# Exercise data:
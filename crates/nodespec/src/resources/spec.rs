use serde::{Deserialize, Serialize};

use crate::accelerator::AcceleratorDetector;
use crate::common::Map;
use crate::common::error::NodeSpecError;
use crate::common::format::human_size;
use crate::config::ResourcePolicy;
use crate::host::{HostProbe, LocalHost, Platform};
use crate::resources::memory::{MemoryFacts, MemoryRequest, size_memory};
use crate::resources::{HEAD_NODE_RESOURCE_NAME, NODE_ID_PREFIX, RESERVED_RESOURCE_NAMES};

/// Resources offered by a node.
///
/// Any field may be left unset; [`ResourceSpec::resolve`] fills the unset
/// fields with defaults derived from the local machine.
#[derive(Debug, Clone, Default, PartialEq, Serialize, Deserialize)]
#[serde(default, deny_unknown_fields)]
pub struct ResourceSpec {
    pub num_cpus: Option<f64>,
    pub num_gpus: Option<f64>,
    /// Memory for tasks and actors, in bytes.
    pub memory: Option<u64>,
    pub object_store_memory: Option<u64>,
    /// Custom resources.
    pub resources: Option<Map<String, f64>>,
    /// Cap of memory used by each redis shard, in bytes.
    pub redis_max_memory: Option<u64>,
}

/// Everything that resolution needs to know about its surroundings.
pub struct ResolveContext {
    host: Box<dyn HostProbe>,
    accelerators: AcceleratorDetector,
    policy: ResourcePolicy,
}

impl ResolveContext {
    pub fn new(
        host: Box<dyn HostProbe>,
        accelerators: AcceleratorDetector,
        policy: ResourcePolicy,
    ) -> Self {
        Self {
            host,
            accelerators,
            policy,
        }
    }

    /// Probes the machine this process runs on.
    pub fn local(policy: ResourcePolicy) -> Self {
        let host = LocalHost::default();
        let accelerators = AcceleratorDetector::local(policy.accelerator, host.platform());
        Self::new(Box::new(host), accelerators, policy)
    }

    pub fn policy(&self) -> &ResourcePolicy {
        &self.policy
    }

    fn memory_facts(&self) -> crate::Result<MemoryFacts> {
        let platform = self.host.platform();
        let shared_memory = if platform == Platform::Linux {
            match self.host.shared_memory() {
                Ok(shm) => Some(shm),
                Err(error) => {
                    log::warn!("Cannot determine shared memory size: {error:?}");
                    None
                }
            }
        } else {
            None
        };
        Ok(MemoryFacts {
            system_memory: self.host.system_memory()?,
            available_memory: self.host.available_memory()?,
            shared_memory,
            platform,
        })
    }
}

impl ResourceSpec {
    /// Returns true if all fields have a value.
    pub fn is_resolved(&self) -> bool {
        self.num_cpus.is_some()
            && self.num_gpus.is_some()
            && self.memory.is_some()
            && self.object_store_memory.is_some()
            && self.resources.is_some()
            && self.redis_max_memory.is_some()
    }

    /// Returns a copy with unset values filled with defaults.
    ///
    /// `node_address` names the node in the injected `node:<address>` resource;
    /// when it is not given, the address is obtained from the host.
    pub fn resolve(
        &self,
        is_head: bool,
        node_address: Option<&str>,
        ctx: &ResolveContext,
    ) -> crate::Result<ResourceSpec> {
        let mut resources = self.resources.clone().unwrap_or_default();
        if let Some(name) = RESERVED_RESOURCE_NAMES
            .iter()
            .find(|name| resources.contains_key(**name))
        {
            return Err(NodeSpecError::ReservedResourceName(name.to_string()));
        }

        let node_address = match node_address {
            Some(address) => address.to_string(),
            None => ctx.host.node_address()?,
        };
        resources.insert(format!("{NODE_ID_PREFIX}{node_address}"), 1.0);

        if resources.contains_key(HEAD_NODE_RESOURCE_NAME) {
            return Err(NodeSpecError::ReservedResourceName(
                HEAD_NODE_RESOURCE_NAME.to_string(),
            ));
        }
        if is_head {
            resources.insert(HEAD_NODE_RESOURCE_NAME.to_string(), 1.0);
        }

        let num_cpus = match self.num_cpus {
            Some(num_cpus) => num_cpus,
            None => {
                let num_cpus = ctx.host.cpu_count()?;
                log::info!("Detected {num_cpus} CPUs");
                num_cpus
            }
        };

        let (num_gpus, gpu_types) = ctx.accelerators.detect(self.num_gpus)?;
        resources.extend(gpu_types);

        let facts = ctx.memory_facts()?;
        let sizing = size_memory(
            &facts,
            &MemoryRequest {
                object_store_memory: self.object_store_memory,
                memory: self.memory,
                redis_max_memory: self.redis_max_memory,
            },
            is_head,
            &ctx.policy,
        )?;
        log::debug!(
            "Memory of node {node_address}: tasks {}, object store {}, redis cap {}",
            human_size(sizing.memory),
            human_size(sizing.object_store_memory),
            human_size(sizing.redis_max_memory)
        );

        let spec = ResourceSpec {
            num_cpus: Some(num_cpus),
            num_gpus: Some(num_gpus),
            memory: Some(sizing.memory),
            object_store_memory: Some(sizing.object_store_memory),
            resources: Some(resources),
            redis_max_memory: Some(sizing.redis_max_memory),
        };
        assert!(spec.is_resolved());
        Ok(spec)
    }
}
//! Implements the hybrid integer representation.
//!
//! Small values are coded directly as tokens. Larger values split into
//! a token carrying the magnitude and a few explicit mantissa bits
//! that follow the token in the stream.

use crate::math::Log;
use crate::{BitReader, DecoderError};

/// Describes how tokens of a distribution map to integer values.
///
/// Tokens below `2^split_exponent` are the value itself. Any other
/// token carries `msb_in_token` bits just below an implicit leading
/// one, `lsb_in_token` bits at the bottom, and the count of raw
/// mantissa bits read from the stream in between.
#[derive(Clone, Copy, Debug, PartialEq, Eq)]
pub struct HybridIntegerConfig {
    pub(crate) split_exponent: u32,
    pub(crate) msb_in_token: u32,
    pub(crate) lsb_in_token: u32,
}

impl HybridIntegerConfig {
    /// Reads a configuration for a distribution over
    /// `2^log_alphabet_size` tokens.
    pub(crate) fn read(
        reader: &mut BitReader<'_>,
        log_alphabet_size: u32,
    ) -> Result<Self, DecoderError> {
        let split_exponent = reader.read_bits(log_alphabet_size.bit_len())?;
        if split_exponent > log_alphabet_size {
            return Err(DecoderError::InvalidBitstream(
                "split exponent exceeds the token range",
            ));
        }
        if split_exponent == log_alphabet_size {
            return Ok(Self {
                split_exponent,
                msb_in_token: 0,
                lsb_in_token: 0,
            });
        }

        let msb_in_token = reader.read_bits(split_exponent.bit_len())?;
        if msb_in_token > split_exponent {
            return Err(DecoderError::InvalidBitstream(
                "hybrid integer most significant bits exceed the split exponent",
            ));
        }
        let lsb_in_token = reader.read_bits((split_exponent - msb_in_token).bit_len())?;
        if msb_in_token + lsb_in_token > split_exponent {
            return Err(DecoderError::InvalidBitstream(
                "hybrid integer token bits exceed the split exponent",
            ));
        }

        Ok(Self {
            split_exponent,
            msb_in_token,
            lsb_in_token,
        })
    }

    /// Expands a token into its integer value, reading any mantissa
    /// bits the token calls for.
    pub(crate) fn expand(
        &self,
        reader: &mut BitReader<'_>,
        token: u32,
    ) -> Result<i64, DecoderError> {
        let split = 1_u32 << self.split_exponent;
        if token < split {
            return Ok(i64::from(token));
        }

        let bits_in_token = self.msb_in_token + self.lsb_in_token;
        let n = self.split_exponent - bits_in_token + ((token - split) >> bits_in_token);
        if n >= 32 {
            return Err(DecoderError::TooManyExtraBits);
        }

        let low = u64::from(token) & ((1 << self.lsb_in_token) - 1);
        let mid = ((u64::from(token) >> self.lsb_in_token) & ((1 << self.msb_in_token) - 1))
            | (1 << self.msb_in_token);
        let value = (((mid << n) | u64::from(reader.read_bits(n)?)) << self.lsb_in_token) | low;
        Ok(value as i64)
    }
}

# Task to carry out:
From the beginning of the listing above down to the line with "use crate::common::format::human_size;", every line should be restated exactly.

# Output of the task:
filename crates/nodespec/src/resources/spec.rs
use serde::{Deserialize, Serialize};

use crate::accelerator::AcceleratorDetector;
use crate::common::Map;
use crate::common::error::NodeSpecError;
use crate::common::format::human_size;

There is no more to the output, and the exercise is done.